This lib does not work no node_threads
See original GitHub issueHey there, nice work on this lib!
I am having trouble to use on node.js for some reason it does not retry. I am already using axios interceptors for request to put the Bearer JWT Token on place. Any hints?
let api = axios.create({
baseURL: baseURL,
headers: {
'Content-Type': 'application/json',
},
});
const myRaxConfig = {
// Retry 3 times on requests that return a response (500, etc) before giving up. Defaults to 3.
retry: 3,
// Retry twice on errors that don't return a response (ENOTFOUND, ETIMEDOUT, etc).
noResponseRetries: 3,
// Milliseconds to delay at first. Defaults to 100. Only considered when backoffType is 'static'
retryDelay: 1000,
// HTTP methods to automatically retry. Defaults to:
// ['GET', 'HEAD', 'OPTIONS', 'DELETE', 'PUT']

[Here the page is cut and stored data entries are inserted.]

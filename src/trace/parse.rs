//! Classify `apitrace dump` output lines.
//!
//! Call lines look like this:
//! ```text
//! 12 Direct3DCreate9(SDKVersion = 32) = 0x00c4e2a0
//! 57 IDirect3DDevice9::SetRenderState(this = 0x00c4f3c0, State = D3DRS_ZENABLE, Value = 1) = D3D_OK
//! 58 IDirect3DDevice9::CreateQuery(this = 0x00c4f3c0, Type = D3DQUERYTYPE_EVENT, ppQuery = &0x0) = D3D_OK
//! 91 ID3D11Device::CreateQuery(this = 0x0, pQueryDesc = &{Query = D3D11_QUERY_EVENT, MiscFlags = 0x0}, ppQuery = &0x0) = S_OK
//! ```
//!
//! Everything else (argument dumps spanning several lines, shader disassembly,
//! blank lines, thread markers) is noise. A simpler marker form is accepted
//! too, for fixtures and wrappers that pre-digest the dump:
//! ```text
//! CALL glDrawArrays
//! RENDERSTATE D3DRS_ZENABLE
//! QUERY D3DQUERYTYPE_EVENT
//! ```

/// What a dump line contributes to the statistics.
#[derive(Debug, Clone, Copy, PartialEq, Eq)]
pub enum LineRecord<'a> {
    /// One call of `function`
    Call { function: &'a str },
    /// A render state was set; `function` is the setter when the line was a call
    RenderState {
        function: Option<&'a str>,
        flag: &'a str,
    },
    /// A query object of `kind` was created
    QueryType {
        function: Option<&'a str>,
        kind: &'a str,
    },
    Noise,
}

impl<'a> LineRecord<'a> {
    /// The function this line counts as a call of, if any.
    pub fn function(&self) -> Option<&'a str> {
        match *self {
            LineRecord::Call { function } => Some(function),
            LineRecord::RenderState { function, .. } | LineRecord::QueryType { function, .. } => {
                function
            }
            LineRecord::Noise => None,
        }
    }
}

/// Classify one dump line. Never fails: unrecognized input is [`LineRecord::Noise`].
pub fn classify_line(line: &str) -> LineRecord<'_> {
    let line = line.trim();
    if let Some(record) = classify_marker(line) {
        return record;
    }
    classify_call(line).unwrap_or(LineRecord::Noise)
}

fn classify_marker(line: &str) -> Option<LineRecord<'_>> {
    let (marker, rest) = line.split_once(' ')?;
    let name = rest.trim();
    if !is_identifier(name) {
        return None;
    }
    match marker {
        "CALL" => Some(LineRecord::Call { function: name }),
        "RENDERSTATE" => Some(LineRecord::RenderState {
            function: None,
            flag: name,
        }),
        "QUERY" => Some(LineRecord::QueryType {
            function: None,
            kind: name,
        }),
        _ => None,
    }
}

fn classify_call(line: &str) -> Option<LineRecord<'_>> {
    let (call_no, rest) = line.split_once(' ')?;
    // `::` also shows up in shader comments; only numbered lines are calls
    call_no.parse::<u64>().ok()?;

    let paren = rest.find('(')?;
    let function = rest[..paren].trim_end();
    if !is_identifier(function) {
        return None;
    }
    let args = &rest[paren + 1..];

    let method = function.rsplit("::").next().unwrap_or(function);
    let record = match method {
        "SetRenderState" => argument(args, "State").map(|flag| LineRecord::RenderState {
            function: Some(function),
            flag,
        }),
        "CreateQuery" => argument(args, "Type")
            .or_else(|| argument(args, "Query"))
            .map(|kind| LineRecord::QueryType {
                function: Some(function),
                kind,
            }),
        _ => None,
    };
    Some(record.unwrap_or(LineRecord::Call { function }))
}

/// Function names, optionally qualified with `Interface::`.
fn is_identifier(name: &str) -> bool {
    name.chars().next().is_some_and(|c| c.is_ascii_alphabetic() || c == '_')
        && name
            .chars()
            .all(|c| c.is_ascii_alphanumeric() || c == '_' || c == ':')
}

/// The value of the `key = value` argument, matching `key` only as a whole word.
fn argument<'a>(args: &'a str, key: &str) -> Option<&'a str> {
    let mut from = 0;
    while let Some(pos) = args[from..].find(key) {
        let start = from + pos;
        let at_boundary = args[..start]
            .chars()
            .next_back()
            .is_none_or(|c| matches!(c, '(' | '{' | ',' | ' '));
        if at_boundary && let Some(value) = args[start + key.len()..].strip_prefix(" = ") {
            let end = value.find([',', ')', '}', ' ']).unwrap_or(value.len());
            if end > 0 {
                return Some(&value[..end]);
            }
        }
        from = start + key.len();
    }
    None
}
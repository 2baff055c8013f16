//! The `apitrace` command line tool as a dump source.

use std::path::{Path, PathBuf};
use std::process::Command;
use std::time::Duration;

use super::{CallRange, DumpLines, DumpSource};
use crate::cancel::CancelToken;
use crate::error::{Result, ToolFailure, TraceStatsError};
use crate::shell_exec::{self, LineStream, StreamError};

const TOOL_NAME: &str = "apitrace";
const MIN_MAJOR_VERSION: u32 = 12;

/// A resolved dump tool executable.
#[derive(Debug, Clone, PartialEq, Eq)]
pub struct DumpTool {
    program: PathBuf,
    /// Windows builds on other hosts run through `wine`
    wrapper: Option<PathBuf>,
}

impl DumpTool {
    /// Resolve the tool from an explicit path, or find `apitrace` on `PATH`.
    pub fn locate(explicit: Option<&Path>) -> Result<Self> {
        let program = match explicit {
            Some(path) if path.is_file() => path.to_path_buf(),
            Some(path) => {
                return Err(TraceStatsError::ToolNotFound {
                    tool: path.display().to_string(),
                });
            }
            None => which::which(TOOL_NAME).map_err(|_| TraceStatsError::ToolNotFound {
                tool: TOOL_NAME.to_string(),
            })?,
        };
        Ok(Self::new(program))
    }

    pub fn new(program: PathBuf) -> Self {
        let is_exe = program
            .extension()
            .is_some_and(|ext| ext.eq_ignore_ascii_case("exe"));
        let wrapper = (is_exe && !cfg!(windows)).then(|| PathBuf::from("wine"));
        Self { program, wrapper }
    }

    pub fn executable(&self) -> &Path {
        &self.program
    }

    /// A fresh command for the tool, wrapper included.
    pub fn command(&self) -> Command {
        match &self.wrapper {
            Some(wrapper) => {
                let mut cmd = Command::new(wrapper);
                cmd.arg(&self.program);
                cmd
            }
            None => Command::new(&self.program),
        }
    }

    /// Run `<tool> version` and require apitrace 12 or newer.
    ///
    /// Returns the reported version string (`"12.0"`). The tool is killed
    /// after `timeout`, like any dump.
    pub fn check_version(&self, timeout: Option<Duration>) -> Result<String> {
        let mut cmd = self.command();
        cmd.arg("version");
        let stream = spawn_stream(cmd, "version", &self.program, timeout, &CancelToken::new())?;
        let command = stream.command().to_string();
        let mut lines = Vec::new();
        for item in stream {
            lines.push(item.map_err(|e| stream_error(e, &self.program, &command))?);
        }

        let stdout = lines.join("\n");
        let unsupported = || TraceStatsError::UnsupportedTool {
            tool: self.program.clone(),
            version: stdout.trim().to_string(),
        };
        let (version, major) = parse_version(&stdout).ok_or_else(unsupported)?;
        if major < MIN_MAJOR_VERSION {
            return Err(unsupported());
        }
        log::debug!("Using {} version {version}", self.program.display());
        Ok(version.to_string())
    }
}

/// Parse `apitrace <major>.<minor>` into the version text and its major number.
fn parse_version(output: &str) -> Option<(&str, u32)> {
    let mut words = output.split_whitespace();
    if words.next()? != TOOL_NAME {
        return None;
    }
    let version = words.next()?;
    let major = version.split('.').next()?.parse().ok()?;
    Some((version, major))
}

/// Dumps call ranges of one trace file with `apitrace dump --calls=A-B`.
#[derive(Debug, Clone)]
pub struct ApitraceSource {
    tool: DumpTool,
    trace: PathBuf,
    timeout: Option<Duration>,
}

impl ApitraceSource {
    pub fn new(tool: DumpTool, trace: impl Into<PathBuf>, timeout: Option<Duration>) -> Self {
        Self {
            tool,
            trace: trace.into(),
            timeout,
        }
    }
}

impl DumpSource for ApitraceSource {
    fn trace_path(&self) -> &Path {
        &self.trace
    }

    fn open(&self, range: CallRange, cancel: &CancelToken) -> Result<DumpLines> {
        let mut cmd = self.tool.command();
        cmd.arg("dump").arg(format!("--calls={range}")).arg(&self.trace);

        let context = format!("calls {range}");
        let stream = spawn_stream(cmd, &context, &self.trace, self.timeout, cancel)?;
        let trace = self.trace.clone();
        let command = stream.command().to_string();
        Ok(Box::new(stream.map(move |item| {
            item.map_err(|e| stream_error(e, &trace, &command))
        })))
    }
}

fn spawn_stream(
    cmd: Command,
    context: &str,
    trace: &Path,
    timeout: Option<Duration>,
    cancel: &CancelToken,
) -> Result<LineStream> {
    let command = shell_exec::command_string(&cmd);
    LineStream::spawn(cmd, Some(context), timeout, cancel.clone()).map_err(|e| {
        TraceStatsError::ToolInvocation {
            target: trace.to_path_buf(),
            command,
            failure: ToolFailure::Spawn {
                message: e.to_string(),
            },
        }
    })
}

fn stream_error(error: StreamError, trace: &Path, command: &str) -> TraceStatsError {
    match error {
        StreamError::Cancelled => TraceStatsError::Cancelled {
            trace: trace.to_path_buf(),
        },
        StreamError::Failed(failure) => TraceStatsError::ToolInvocation {
            target: trace.to_path_buf(),
            command: command.to_string(),
            failure,
        },
    }
}

fn count_files(dir: &Path) -> std::io::Result<usize> {
    let mut count = 0;
    for entry in std::fs::read_dir(dir)? {
        if entry?.file_type()?.is_file() {
            count += 1;
        }
    }
    Ok(count)
}

/// Extract shaders and other binary blobs with `apitrace dump --blobs`.
///
/// The tool writes into its working directory, so it runs inside `out_dir`.
/// The text output is drained and discarded; the number of files the run
/// added to `out_dir` is returned.
pub fn extract_blobs(
    tool: &DumpTool,
    trace: &Path,
    out_dir: &Path,
    timeout: Option<Duration>,
    cancel: &CancelToken,
) -> Result<usize> {
    let io_failure = |e: std::io::Error| TraceStatsError::ToolInvocation {
        target: trace.to_path_buf(),
        command: format!("{TOOL_NAME} dump --blobs"),
        failure: ToolFailure::Io {
            message: format!("{}: {e}", out_dir.display()),
        },
    };

    std::fs::create_dir_all(out_dir).map_err(io_failure)?;
    let trace_abs = std::path::absolute(trace).map_err(io_failure)?;
    let before = count_files(out_dir).map_err(io_failure)?;

    let mut cmd = tool.command();
    cmd.arg("dump").arg("--blobs").arg(&trace_abs).current_dir(out_dir);
    let stream = spawn_stream(cmd, "blobs", trace, timeout, cancel)?;
    let command = stream.command().to_string();
    for item in stream {
        item.map_err(|e| stream_error(e, trace, &command))?;
    }

    let after = count_files(out_dir).map_err(io_failure)?;
    Ok(after.saturating_sub(before))
}
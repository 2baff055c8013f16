use config::{Config, ConfigError, File};
use serde::{Deserialize, Serialize};
use std::path::{Path, PathBuf};
use std::time::Duration;

use etcetera::base_strategy::{BaseStrategy, choose_base_strategy};

use crate::dispatch::{
    DEFAULT_API_PROBE_CALLS, DEFAULT_CHUNK_CALLS, DEFAULT_LOGGING_CHUNK_CALLS, DispatchOptions,
};
use crate::record::DEFAULT_OUTPUT;
use crate::stats::PercentageScope;
use crate::store::SEARCH_RESULTS_LIMIT;
use crate::trace::ApiVariant;

/// Prefix of the environment variables layered over the config file.
pub const ENV_PREFIX: &str = "TRACESTATS";

/// Overrides the config file location.
pub const CONFIG_PATH_VAR: &str = "TRACESTATS_CONFIG_PATH";

/// Example configuration written by `tracestats config init`
pub const CONFIG_EXAMPLE: &str = include_str!("../config.example.toml");

/// User configuration for parsing and store queries.
///
/// ```toml
/// apitrace = "/opt/apitrace/bin/apitrace"
/// threads = 8
/// chunk-calls = 500000
/// skip-apis = ["D3D8", "EGL"]
/// store-path = "~/traces/store.json"
/// percentage-scope = "corpus"
/// ```
///
/// Config file location:
/// - Linux: `$XDG_CONFIG_HOME/tracestats/config.toml` or `~/.config/tracestats/config.toml`
/// - macOS: `$XDG_CONFIG_HOME/tracestats/config.toml` or `~/.config/tracestats/config.toml`
/// - Windows: `%APPDATA%\tracestats\config.toml`
///
/// Every key can be overridden with a `TRACESTATS_` environment variable,
/// e.g. `TRACESTATS_CHUNK_CALLS=100000` or `TRACESTATS_SKIP_APIS=D3D8,EGL`.
/// Command-line flags override both.
#[derive(Debug, Clone, PartialEq, Serialize, Deserialize)]
#[serde(rename_all = "kebab-case")]
pub struct TracestatsConfig {
    /// Dump tool to run; searched for on `PATH` when unset
    #[serde(default, skip_serializing_if = "Option::is_none")]
    pub apitrace: Option<PathBuf>,

    /// Worker threads per trace; all available cores when unset
    #[serde(default, skip_serializing_if = "Option::is_none")]
    pub threads: Option<usize>,

    pub chunk_calls: u64,

    pub api_probe_calls: u64,

    pub logging_chunk_calls: u64,

    /// Kill a dump subprocess that runs longer than this
    #[serde(default, skip_serializing_if = "Option::is_none")]
    pub timeout_secs: Option<u64>,

    #[serde(default)]
    pub skip_apis: Vec<ApiVariant>,

    #[serde(default, skip_serializing_if = "Option::is_none")]
    pub store_path: Option<PathBuf>,

    pub percentage_scope: PercentageScope,

    pub search_limit: usize,

    pub output: PathBuf,
}

impl Default for TracestatsConfig {
    fn default() -> Self {
        Self {
            apitrace: None,
            threads: None,
            chunk_calls: DEFAULT_CHUNK_CALLS,
            api_probe_calls: DEFAULT_API_PROBE_CALLS,
            logging_chunk_calls: DEFAULT_LOGGING_CHUNK_CALLS,
            timeout_secs: None,
            skip_apis: Vec::new(),
            store_path: None,
            percentage_scope: PercentageScope::default(),
            search_limit: SEARCH_RESULTS_LIMIT,
            output: PathBuf::from(DEFAULT_OUTPUT),
        }
    }
}

impl TracestatsConfig {
    /// Load configuration from the config file and environment variables.
    ///
    /// Sources are layered in this order (later sources override earlier ones):
    /// 1. Default values
    /// 2. Config file (see struct documentation for platform-specific paths)
    /// 3. Environment variables (TRACESTATS_*)
    pub fn load() -> Result<Self, ConfigError> {
        let path = config_path();
        Self::load_from(path.as_deref(), environment())
    }

    /// Load with an explicit file and environment source.
    pub fn load_from(
        config_path: Option<&Path>,
        env: config::Environment,
    ) -> Result<Self, ConfigError> {
        let defaults = Self::default();

        let mut builder = Config::builder()
            .set_default("chunk-calls", defaults.chunk_calls)?
            .set_default("api-probe-calls", defaults.api_probe_calls)?
            .set_default("logging-chunk-calls", defaults.logging_chunk_calls)?
            .set_default("skip-apis", Vec::<String>::new())?
            .set_default("percentage-scope", defaults.percentage_scope.to_string())?
            .set_default("search-limit", defaults.search_limit as u64)?
            .set_default("output", defaults.output.to_string_lossy().into_owned())?;

        if let Some(path) = config_path
            && path.exists()
        {
            builder = builder.add_source(File::from(path));
        }

        builder = builder.add_source(env);

        let config: Self = builder.build()?.try_deserialize()?;
        config.validate()?;
        Ok(config)
    }

    fn validate(&self) -> Result<(), ConfigError> {
        if self.threads == Some(0) {
            return Err(ConfigError::Message("threads must be at least 1".into()));
        }
        if self.chunk_calls == 0 {
            return Err(ConfigError::Message("chunk-calls must be at least 1".into()));
        }
        if self.api_probe_calls == 0 {
            return Err(ConfigError::Message(
                "api-probe-calls must be at least 1".into(),
            ));
        }
        if self.search_limit == 0 {
            return Err(ConfigError::Message("search-limit must be at least 1".into()));
        }
        if self.timeout_secs == Some(0) {
            return Err(ConfigError::Message(
                "timeout-secs must be at least 1 when set".into(),
            ));
        }
        Ok(())
    }

    pub fn timeout(&self) -> Option<Duration> {
        self.timeout_secs.map(Duration::from_secs)
    }

    pub fn dispatch_options(&self) -> DispatchOptions {
        DispatchOptions {
            threads: self.threads.unwrap_or_else(default_threads),
            chunk_calls: self.chunk_calls,
            api_probe_calls: self.api_probe_calls,
            logging_chunk_calls: self.logging_chunk_calls,
            skip_apis: self.skip_apis.iter().cloned().collect(),
        }
    }

    /// The configured store, or `store.json` in the platform data directory.
    pub fn store_path(&self) -> Result<PathBuf, ConfigError> {
        if let Some(path) = &self.store_path {
            return Ok(path.clone());
        }
        let strategy = choose_base_strategy().map_err(|e| {
            ConfigError::Message(format!("Could not determine data directory: {e}"))
        })?;
        Ok(strategy.data_dir().join("tracestats").join("store.json"))
    }

    /// Effective values rendered as TOML.
    pub fn to_toml(&self) -> Result<String, ConfigError> {
        toml::to_string_pretty(self)
            .map_err(|e| ConfigError::Message(format!("Failed to serialize config: {e}")))
    }
}

fn default_threads() -> usize {
    std::thread::available_parallelism()
        .map(|n| n.get())
        .unwrap_or(1)
}

/// `TRACESTATS_CHUNK_CALLS` maps to `chunk-calls`; lists are comma-separated.
pub fn environment() -> config::Environment {
    config::Environment::with_prefix(ENV_PREFIX)
        .prefix_separator("_")
        .separator("__")
        .convert_case(config::Case::Kebab)
        .try_parsing(true)
        .list_separator(",")
        .with_list_parse_key("skip-apis")
}

/// Where the config file lives, if a location can be determined.
pub fn config_path() -> Option<PathBuf> {
    if let Some(path) = std::env::var_os(CONFIG_PATH_VAR) {
        return Some(PathBuf::from(path));
    }

    // choose_base_strategy uses:
    // - XDG on Linux (respects XDG_CONFIG_HOME, falls back to ~/.config)
    // - XDG on macOS (~/.config instead of ~/Library/Application Support)
    // - Windows conventions on Windows (%APPDATA%)
    let strategy = choose_base_strategy().ok()?;
    Some(strategy.config_dir().join("tracestats").join("config.toml"))
}
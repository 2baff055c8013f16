//! `--help` output checks.

use crate::common::{TestEnv, stdout};

fn help(args: &[&str]) -> String {
    let env = TestEnv::new();
    let output = env.command().args(args).output().unwrap();
    assert!(output.status.success());
    stdout(&output)
}

#[test]
fn test_help_root() {
    let out = help(&["--help"]);
    for subcommand in ["parse", "import", "search", "list", "summary", "remove", "config"] {
        assert!(out.contains(subcommand), "missing {subcommand}: {out}");
    }
    assert!(out.contains("Global Options"));
}

#[test]
fn test_help_search_explains_exact_suffix() {
    let out = help(&["search", "--help"]);
    assert!(out.contains("require an exact match"), "{out}");
}

#[test]
fn test_version() {
    let out = help(&["--version"]);
    assert!(out.starts_with("tracestats "), "{out}");
}
use crate::common::{TestEnv, stderr, stdout};
use serde_json::{Value, json};

/// A tracestats document with one entry per `(binary_name, api, rows)`.
pub fn document(entries: &[(&str, &str, &[(&str, &str, u64)])]) -> String {
    let entries: Vec<Value> = entries
        .iter()
        .map(|(binary_name, api, rows)| {
            let stats: Vec<Value> = rows
                .iter()
                .map(|(stat_type, stat_name, stat_count)| {
                    json!({"stat_type": stat_type, "stat_name": stat_name, "stat_count": stat_count})
                })
                .collect();
            json!({"binary_name": binary_name, "api": api, "stats": stats})
        })
        .collect();
    serde_json::to_string_pretty(&json!({ "tracestats": entries })).unwrap()
}

fn list_json(env: &TestEnv) -> Vec<Value> {
    let output = env.store_cmd("list", &["--format", "json"]);
    assert!(output.status.success(), "{}", stderr(&output));
    serde_json::from_str(&stdout(&output)).unwrap()
}

#[test]
fn test_import_creates_store() {
    let env = TestEnv::new();
    env.write(
        "run.json",
        &document(&[
            ("hl2", "D3D9", &[("api_calls", "IDirect3DDevice9::Clear", 4)]),
            ("quake", "OpenGL", &[("api_calls", "glClear", 1)]),
        ]),
    );

    let output = env.store_cmd("import", &["run.json"]);
    assert!(output.status.success(), "{}", stderr(&output));
    assert!(
        stdout(&output).contains("Imported run.json: 2 new, 0 replaced"),
        "{}",
        stdout(&output)
    );
    assert!(env.store_path().is_file());

    let traces = list_json(&env);
    let rows: Vec<_> = traces
        .iter()
        .map(|t| (t["id"].as_u64().unwrap(), t["application"].clone(), t["api"].clone()))
        .collect();
    assert_eq!(
        rows,
        [(1, json!("hl2"), json!("D3D9")), (2, json!("quake"), json!("OpenGL"))]
    );
    assert_eq!(traces[0]["calls"], 4);
}

#[test]
fn test_reimport_replaces_rows() {
    let env = TestEnv::new();
    env.write(
        "first.json",
        &document(&[(
            "hl2",
            "D3D9",
            &[("api_calls", "IDirect3DDevice9::Clear", 4), ("api_calls", "IDirect3DDevice9::Present", 2)],
        )]),
    );
    env.write(
        "second.json",
        &document(&[("hl2", "D3D9", &[("api_calls", "IDirect3DDevice9::Clear", 7)])]),
    );

    assert!(env.store_cmd("import", &["first.json"]).status.success());
    let output = env.store_cmd("import", &["second.json"]);
    assert!(output.status.success(), "{}", stderr(&output));
    assert!(stdout(&output).contains("0 new, 1 replaced"));

    let traces = list_json(&env);
    assert_eq!(traces.len(), 1);
    assert_eq!(traces[0]["id"], 1);
    assert_eq!(traces[0]["calls"], 7);

    // The old Present row is gone, not merged
    let output = env.store_cmd("search", &["Present", "--format", "json"]);
    let hits: Vec<Value> = serde_json::from_str(&stdout(&output)).unwrap();
    assert!(
        hits.iter().all(|hit| hit["matched_on"] != "stat_name"),
        "{hits:?}"
    );
}

#[test]
fn test_malformed_document_is_rejected_alone() {
    let env = TestEnv::new();
    env.write(
        "good.json",
        &document(&[("hl2", "D3D9", &[("api_calls", "IDirect3DDevice9::Clear", 4)])]),
    );
    env.write(
        "bad.json",
        r#"{"tracestats": [{"binary_name": "ok", "api": "D3D9", "stats": []}, {"api": "D3D9", "stats": []}]}"#,
    );

    let output = env.store_cmd("import", &["bad.json", "good.json"]);
    assert_eq!(output.status.code(), Some(1));
    assert!(
        stderr(&output).contains("Rejected bad.json: entry 1 is missing required field `binary_name`"),
        "{}",
        stderr(&output)
    );
    assert!(stdout(&output).contains("Imported good.json"));

    // Nothing from the bad document made it in, not even its valid entry
    let traces = list_json(&env);
    assert_eq!(traces.len(), 1);
    assert_eq!(traces[0]["application"], "hl2");
}

#[test]
fn test_missing_document() {
    let env = TestEnv::new();
    let output = env.store_cmd("import", &["absent.json"]);
    assert_eq!(output.status.code(), Some(1));
    assert!(stderr(&output).contains("absent.json"), "{}", stderr(&output));
}

#[test]
fn test_legacy_document() {
    let env = TestEnv::new();
    env.write(
        "legacy.json",
        r#"{"tracestats": [{
            "binary_name": "morrowind",
            "api_calls": {"Direct3DCreate8": 1, "IDirect3DDevice8::Clear": 12},
            "render_states": {"D3DRS_ZENABLE": 3},
            "rastizer_states": {"D3D10_FILL_SOLID": 1}
        }]}"#,
    );

    let output = env.store_cmd("import", &["legacy.json"]);
    assert!(output.status.success(), "{}", stderr(&output));

    let traces = list_json(&env);
    assert_eq!(traces[0]["application"], "morrowind");
    assert_eq!(traces[0]["api"], "D3D8");
    assert_eq!(traces[0]["calls"], 13);
}

#[test]
fn test_remove() {
    let env = TestEnv::new();
    env.write(
        "run.json",
        &document(&[
            ("hl2", "D3D9", &[("api_calls", "IDirect3DDevice9::Clear", 4)]),
            ("hl2", "D3D9Ex", &[("api_calls", "IDirect3DDevice9Ex::Clear", 4)]),
        ]),
    );
    assert!(env.store_cmd("import", &["run.json"]).status.success());

    let output = env.store_cmd("remove", &["hl2", "d3d9"]);
    assert!(output.status.success(), "{}", stderr(&output));
    assert!(stdout(&output).contains("Removed hl2 (D3D9)"));

    let traces = list_json(&env);
    assert_eq!(traces.len(), 1);
    assert_eq!(traces[0]["api"], "D3D9Ex");

    let output = env.store_cmd("remove", &["hl2", "D3D9"]);
    assert_eq!(output.status.code(), Some(1));
    assert!(stderr(&output).contains("No trace hl2 (D3D9) in the store"));
}

#[test]
fn test_summary() {
    let env = TestEnv::new();
    env.write(
        "run.json",
        &document(&[
            ("hl2", "D3D9", &[("api_calls", "IDirect3DDevice9::Clear", 4)]),
            ("portal", "D3D9", &[("api_calls", "IDirect3DDevice9::Clear", 6)]),
            ("quake", "OpenGL", &[("api_calls", "glClear", 1)]),
        ]),
    );
    assert!(env.store_cmd("import", &["run.json"]).status.success());

    let output = env.store_cmd("summary", &[]);
    assert!(output.status.success(), "{}", stderr(&output));
    insta::assert_snapshot!(stdout(&output), @r"
    API     Traces
    D3D9         2
    OpenGL       1
    Total        3
    ");
}

#[test]
fn test_empty_store() {
    let env = TestEnv::new();
    let output = env.store_cmd("list", &[]);
    assert!(output.status.success(), "{}", stderr(&output));
    assert!(stdout(&output).contains("The store is empty"));
}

httpMethodsToRetry: ['GET', 'HEAD', 'OPTIONS', 'DELETE', 'PUT'],
// The response status codes to retry. Supports a double
// array with a list of ranges. Defaults to:
// [[100, 199], [429, 429], [500, 599]]
statusCodesToRetry: [
[100, 199],
//[429, 429], 429 eh o retorno de too many requests
[500, 599],
],
// If you are using a non static instance of Axios you need
// to pass that instance here (const ax = axios.create())
instance: api,
// You can set the backoff type.
// options are 'exponential' (default), 'static' or 'linear'
backoffType: 'static',
// You can detect when a retry is happening, and figure out how many
// retry attempts have been made
onRetryAttempt: (err) => {
const cfg = rax.getConfig(err);
childLogger.error(`myRaxConfig Retry attempt #${cfg.currentRetryAttempt}`);
},
};
api.defaults.raxConfig = {
instance: api,
};
const interceptorId = rax.attach(api);
Simple config, nothing fancy.
I am using basico post methods
api.post('/delete', {
myvar: myvar,
})
.then(function (response) {
}).catch(function (error) {
console.log(error);
});
So to test I am shuting down the server and getting ECONNREFUSED but there is no retry on them, it´s going directly to .catch. Any hints? Thanks!
Issue Analytics
- State:
- Created a year ago
- Comments:12 (3 by maintainers)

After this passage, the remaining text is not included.